Union Motors Corporation v. National Labor Relations Commission
REITERATIONFacts
The Antecedents: Priscilla D. Go (Ms. Go) was hired by Union Motors Corporation (UMC) as Administrative and Personnel Manager in 1981, later appointed Treasurer in 1982. In 1988, UMC underwent a revamp; Ms. Go was appointed Assistant to the President and Administrative and Personnel Manager, reporting directly to President Benito S. Cua (Mr. Cua). However, in November 1989, Mr. Cua issued a memorandum stating Ms. Go would be under the direct supervision of Vice-President/Treasurer Charlotte C. Cua (Ms. Cua). Tensions escalated between Ms. Go and Ms. Cua, leading Ms. Go to express her intention to "withdraw" and stop reporting for work on July 19, 1991, claiming she was on leave to avoid clashes. UMC appointed a consultant in her absence. On November 6, 1991, Mr. Cua sent Ms. Go a letter accepting her resignation. Procedural History: Ms. Go filed a complaint for constructive/illegal dismissal with the Labor Arbiter, praying for reinstatement, backwages, and damages. The Labor Arbiter dismissed the complaint, upholding the separation due to strained relations and ordering monetary considerations equivalent to one month's salary per year of service, plus attorney's fees. Ms. Go appealed to the NLRC. UMC initially argued Ms. Go resigned and abandoned her job, but later contended she was a corporate officer, making the dispute an intra-corporate matter within the SEC's jurisdiction. The NLRC reversed the Labor Arbiter's decision, finding Ms. Go was illegally dismissed and ordering UMC to pay separation pay, full backwages, and attorney's fees.
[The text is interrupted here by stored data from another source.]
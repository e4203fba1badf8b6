use filedrop_core::{FileDropError, Result, StoreBuilder};
use serde::{Deserialize, Serialize};
use std::path::PathBuf;

#[derive(Debug, Clone, Serialize, Deserialize)]
pub struct Config {
    pub server: ServerConfig,
    pub storage: StorageConfig,
}

#[derive(Debug, Clone, Serialize, Deserialize)]
pub struct ServerConfig {
    pub bind_addr: String,
    pub request_timeout_secs: u64,
}

/// Blob and metadata backend settings.
#[derive(Debug, Clone, Serialize, Deserialize)]
pub struct StorageConfig {
    pub region: String,
    pub bucket: String,
    pub table: String,
    /// Endpoint override for LocalStack, MinIO or DynamoDB Local.
    #[serde(default)]
    pub endpoint_url: Option<String>,
    pub blob_backend: String,
    pub metadata_backend: String,
    pub local_root: PathBuf,
    pub sqlite_path: PathBuf,
}

impl StorageConfig {
    pub fn store_builder(&self) -> StoreBuilder {
        StoreBuilder::new()
            .blob_backend(&self.blob_backend)
            .metadata_backend(&self.metadata_backend)
            .region(&self.region)
            .bucket(&self.bucket)
            .table(&self.table)
            .endpoint_url(self.endpoint_url.clone())
            .local_root(&self.local_root)
            .sqlite_path(&self.sqlite_path)
    }
}

/// Unprefixed environment variables still honored on top of everything else.
#[derive(Debug, Clone, Default)]
pub struct LegacyEnv {
    pub aws_region: Option<String>,
    pub bucket_name: Option<String>,
    pub table_name: Option<String>,
    pub aws_endpoint_url: Option<String>,
}

impl LegacyEnv {
    pub fn from_env() -> Self {
        fn read(name: &str) -> Option<String> {
            std::env::var(name)
                .ok()
                .map(|value| value.trim().to_string())
                .filter(|value| !value.is_empty())
        }

        Self {
            aws_region: read("AWS_REGION"),
            bucket_name: read("BUCKET_NAME"),
            table_name: read("TABLE_NAME"),
            aws_endpoint_url: read("AWS_ENDPOINT_URL"),
        }
    }
}

impl Config {
    /// Defaults, then the optional file, then `FILEDROP_*` variables, then
    /// the legacy AWS-style variables.
    pub fn load(path: Option<&str>) -> Result<Self> {
        Self::load_with(path, LegacyEnv::from_env())
    }

    pub fn load_with(path: Option<&str>, legacy: LegacyEnv) -> Result<Self> {
        let mut builder = ::config::Config::builder()
            .set_default("server.bind_addr", "0.0.0.0:8080")
            .and_then(|b| b.set_default("server.request_timeout_secs", 60i64))
            .and_then(|b| b.set_default("storage.region", "us-east-1"))
            .and_then(|b| b.set_default("storage.bucket", "file-share-bucket"))
            .and_then(|b| b.set_default("storage.table", "FileMetadata"))
            .and_then(|b| b.set_default("storage.blob_backend", "s3"))
            .and_then(|b| b.set_default("storage.metadata_backend", "dynamodb"))
            .and_then(|b| b.set_default("storage.local_root", "./data/blobs"))
            .and_then(|b| b.set_default("storage.sqlite_path", "./data/metadata.db"))
            .map_err(|e| FileDropError::Config(e.to_string()))?;

        if let Some(path) = path {
            builder = builder.add_source(::config::File::with_name(path));
        }

        let settings = builder
            .add_source(
                ::config::Environment::with_prefix("FILEDROP")
                    .prefix_separator("_")
                    .separator("__")
                    .try_parsing(true),
            )
            .set_override_option("storage.region", legacy.aws_region)
            .and_then(|b| b.set_override_option("storage.bucket", legacy.bucket_name))
            .and_then(|b| b.set_override_option("storage.table", legacy.table_name))
            .and_then(|b| b.set_override_option("storage.endpoint_url", legacy.aws_endpoint_url))
            .and_then(|b| b.build())
            .map_err(|e| FileDropError::Config(e.to_string()))?;

        let config: Config = settings
            .try_deserialize()
            .map_err(|e| FileDropError::Config(e.to_string()))?;

        if config.server.request_timeout_secs == 0 {
            return Err(FileDropError::Config(
                "server.request_timeout_secs must be greater than zero".to_string(),
            ));
        }

        Ok(config)
    }
}
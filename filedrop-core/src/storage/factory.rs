use super::{
    BlobStore, DynamoConfig, DynamoMetadataStore, MetadataStore, ObjectStoreBlobStore,
    S3BlobConfig, SqliteMetadataStore,
};
use crate::{FileDropError, Result};
use std::path::PathBuf;
use std::sync::Arc;

/// Resolves configured backend names into store handles.
#[derive(Debug, Clone, Default)]
pub struct StoreBuilder {
    blob_backend: Option<String>,
    metadata_backend: Option<String>,
    region: Option<String>,
    bucket: Option<String>,
    table: Option<String>,
    endpoint_url: Option<String>,
    local_root: Option<PathBuf>,
    sqlite_path: Option<PathBuf>,
}

impl StoreBuilder {
    pub fn new() -> Self {
        Self::default()
    }

    pub fn blob_backend(mut self, backend: impl Into<String>) -> Self {
        self.blob_backend = Some(backend.into());
        self
    }

    pub fn metadata_backend(mut self, backend: impl Into<String>) -> Self {
        self.metadata_backend = Some(backend.into());
        self
    }

    pub fn region(mut self, region: impl Into<String>) -> Self {
        self.region = Some(region.into());
        self
    }

    pub fn bucket(mut self, bucket: impl Into<String>) -> Self {
        self.bucket = Some(bucket.into());
        self
    }

    pub fn table(mut self, table: impl Into<String>) -> Self {
        self.table = Some(table.into());
        self
    }

    pub fn endpoint_url(mut self, endpoint_url: Option<String>) -> Self {
        self.endpoint_url = endpoint_url
            .map(|value| value.trim().to_string())
            .filter(|value| !value.is_empty());
        self
    }

    pub fn local_root(mut self, root: impl Into<PathBuf>) -> Self {
        self.local_root = Some(root.into());
        self
    }

    pub fn sqlite_path(mut self, path: impl Into<PathBuf>) -> Self {
        self.sqlite_path = Some(path.into());
        self
    }

    fn resolve_backend(value: Option<&str>, kind: &str) -> Result<String> {
        let backend = value.unwrap_or_default().trim().to_ascii_lowercase();
        if backend.is_empty() {
            return Err(FileDropError::Config(format!(
                "{} backend cannot be empty",
                kind
            )));
        }

        Ok(backend)
    }

    fn require(value: Option<&str>, message: &str) -> Result<String> {
        let value = value.unwrap_or_default().trim();
        if value.is_empty() {
            return Err(FileDropError::Config(message.to_string()));
        }

        Ok(value.to_string())
    }

    pub fn build_blob_store(&self) -> Result<Arc<dyn BlobStore>> {
        let backend = Self::resolve_backend(self.blob_backend.as_deref(), "blob")?;

        match backend.as_str() {
            "s3" => {
                let config = S3BlobConfig {
                    bucket: Self::require(
                        self.bucket.as_deref(),
                        "bucket is required for s3 blob backend",
                    )?,
                    region: Self::require(
                        self.region.as_deref(),
                        "region is required for s3 blob backend",
                    )?,
                    endpoint_url: self.endpoint_url.clone(),
                };
                Ok(Arc::new(ObjectStoreBlobStore::s3(&config)?))
            }
            "local" => {
                let root = self.local_root.as_ref().ok_or_else(|| {
                    FileDropError::Config(
                        "local_root is required for local blob backend".to_string(),
                    )
                })?;
                Ok(Arc::new(ObjectStoreBlobStore::local(root)?))
            }
            "memory" => Ok(Arc::new(ObjectStoreBlobStore::in_memory())),
            other => Err(FileDropError::Config(format!(
                "unsupported blob backend: {}",
                other
            ))),
        }
    }

    pub async fn build_metadata_store(&self) -> Result<Arc<dyn MetadataStore>> {
        let backend = Self::resolve_backend(self.metadata_backend.as_deref(), "metadata")?;

        match backend.as_str() {
            "dynamodb" => {
                let config = DynamoConfig {
                    table_name: Self::require(
                        self.table.as_deref(),
                        "table is required for dynamodb metadata backend",
                    )?,
                    region: Self::require(
                        self.region.as_deref(),
                        "region is required for dynamodb metadata backend",
                    )?,
                    endpoint_url: self.endpoint_url.clone(),
                };
                Ok(Arc::new(DynamoMetadataStore::new(&config).await))
            }
            "sqlite" => {
                let path = self.sqlite_path.clone().ok_or_else(|| {
                    FileDropError::Config(
                        "sqlite_path is required for sqlite metadata backend".to_string(),
                    )
                })?;
                Ok(Arc::new(SqliteMetadataStore::new(path)?))
            }
            other => Err(FileDropError::Config(format!(
                "unsupported metadata backend: {}",
                other
            ))),
        }
    }
}
use thiserror::Error;

/// Errors surfaced by filedrop operations.
///
/// The first four variants form the user-facing taxonomy; the rest are
/// ambient failures that always present as a server error.
#[derive(Error, Debug)]
pub enum FileDropError {
    #[error("payload exceeds maximum size of {limit} bytes")]
    PayloadTooLarge { limit: u64 },

    #[error("file not found: {0}")]
    NotFound(String),

    #[error("storage unavailable: {0}")]
    StorageUnavailable(String),

    #[error("invalid request: {0}")]
    InvalidRequest(String),

    #[error("size mismatch: hashed {hashed} bytes but stored {stored} bytes")]
    SizeMismatch { hashed: u64, stored: u64 },

    #[error("configuration error: {0}")]
    Config(String),

    #[error("io error: {0}")]
    Io(#[from] std::io::Error),

    #[error("internal error: {0}")]
    Internal(String),
}

pub type Result<T> = std::result::Result<T, FileDropError>;

impl FileDropError {
    /// HTTP status code this error presents as.
    pub fn status_code(&self) -> u16 {
        match self {
            Self::PayloadTooLarge { .. } => 413,
            Self::NotFound(_) => 404,
            Self::InvalidRequest(_) => 422,
            Self::StorageUnavailable(_)
            | Self::SizeMismatch { .. }
            | Self::Config(_)
            | Self::Io(_)
            | Self::Internal(_) => 500,
        }
    }

    /// Detail string safe to hand back to a client.
    ///
    /// Backend error text is never included; `action` names the failed
    /// operation for server-side failures (e.g. `"Upload file"`).
    pub fn public_detail(&self, action: &str) -> String {
        match self {
            Self::PayloadTooLarge { limit } => format!(
                "File size exceeds maximum limit of {}MB.",
                limit / (1024 * 1024)
            ),
            Self::NotFound(_) => "File not found".to_string(),
            Self::InvalidRequest(message) => message.clone(),
            _ => format!("{} failed due to unexpected error.", action),
        }
    }
}

impl From<rusqlite::Error> for FileDropError {
    fn from(error: rusqlite::Error) -> Self {
        Self::StorageUnavailable(format!("sqlite: {}", error))
    }
}

impl From<object_store::Error> for FileDropError {
    fn from(error: object_store::Error) -> Self {
        Self::StorageUnavailable(format!("object store: {}", error))
    }
}
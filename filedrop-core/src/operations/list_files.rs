use crate::{FileSummary, MetadataStore, Result};
use std::sync::Arc;

#[derive(Clone)]
pub struct ListFilesOperation {
    metadata_store: Arc<dyn MetadataStore>,
}

#[derive(Debug, Clone, Default)]
pub struct ListFilesOperationResult {
    pub items: Vec<FileSummary>,
}

impl ListFilesOperation {
    pub fn new(metadata_store: Arc<dyn MetadataStore>) -> Self {
        Self { metadata_store }
    }

    /// Every stored file, in whatever order the metadata backend returns them.
    pub async fn run(&self) -> Result<ListFilesOperationResult> {
        let items = self.metadata_store.list_summaries().await?;
        tracing::debug!("Listed {} files", items.len());
        Ok(ListFilesOperationResult { items })
    }
}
The Petition: Petitioners (UMC, Mr. Cua, Ms. Cua) filed a petition for certiorari and prohibition, assailing the NLRC's decision and resolution for allegedly acting without jurisdiction and with grave abuse of discretion. They argued Ms. Go was a corporate officer, thus her dismissal was an intra-corporate dispute falling under SEC jurisdiction.
Issue(s)
Whether the NLRC has jurisdiction over the complaint for illegal dismissal, specifically determining if the complainant was a mere employee or a corporate officer, and whether the removal constitutes an intra-corporate dispute. Whether the NLRC acted with grave abuse of discretion in refusing to dismiss the case for lack of jurisdiction, considering the complainant's status as a corporate officer and the exclusive jurisdiction of the Securities and Exchange Commission (SEC) over intra-corporate disputes; and whether the principles of estoppel apply to confer jurisdiction to the NLRC. Whether the NLRC should cease and desist from further proceedings in the case, given the determination that it lacks jurisdiction over the subject matter.
Ruling
The petition is GRANTED. The decision of the National Labor Relations Commission dated March 29, 1996, and its resolution dated May 28, 1996, are REVERSED and SET ASIDE for having been rendered without jurisdiction. The case is dismissed without prejudice to Ms. Go seeking relief in the proper forum.
Ratio Decidendi
On the issue of jurisdiction regarding illegal dismissal and corporate officer status: The Court held that the NLRC erred in assuming jurisdiction. The determination of whether Ms. Go was a mere employee or a corporate officer was crucial. Based on the Secretary's Certificate of February 3, 1989, which listed the position of Assistant to the President and Personnel & Administrative Manager as a corporate office, and considering that such positions are provided for in the by-laws of UMC, Ms. Go was deemed a corporate officer. The removal of a corporate officer is an intra-corporate dispute. On the issue of grave abuse of discretion and estoppel: Intra-corporate disputes fall under the exclusive and original jurisdiction of the Securities and Exchange Commission (SEC) pursuant to Section 5 of Presidential Decree No. 902-A. The Court reiterated its ruling in Espino v. NLRC that a corporate officer's dismissal is always a corporate act and an intra-corporate controversy. The nature of the controversy, being between the corporation and one of its officers, squarely places it within the SEC's purview, not the NLRC's. The Court emphasized that jurisdiction over the subject matter is conferred by law and cannot be acquired through estoppel, thus rejecting Ms. Go's argument that petitioners were estopped from questioning the NLRC's jurisdiction. The principle that estoppel does not apply to confer jurisdiction to a tribunal that has none over a cause of action was invoked, citing Southeast Asian Fisheries Development Center-Aquaculture Department v. NLRC. On the issue of ceasing proceedings due to lack of jurisdiction: Therefore, the NLRC acted without jurisdiction.
Main Doctrine
The National Labor Relations Commission (NLRC) has no jurisdiction over cases involving the removal of a corporate officer, as such disputes fall under the exclusive and original jurisdiction of the Securities and Exchange Commission (SEC). The principle of estoppel cannot confer jurisdiction where none exists.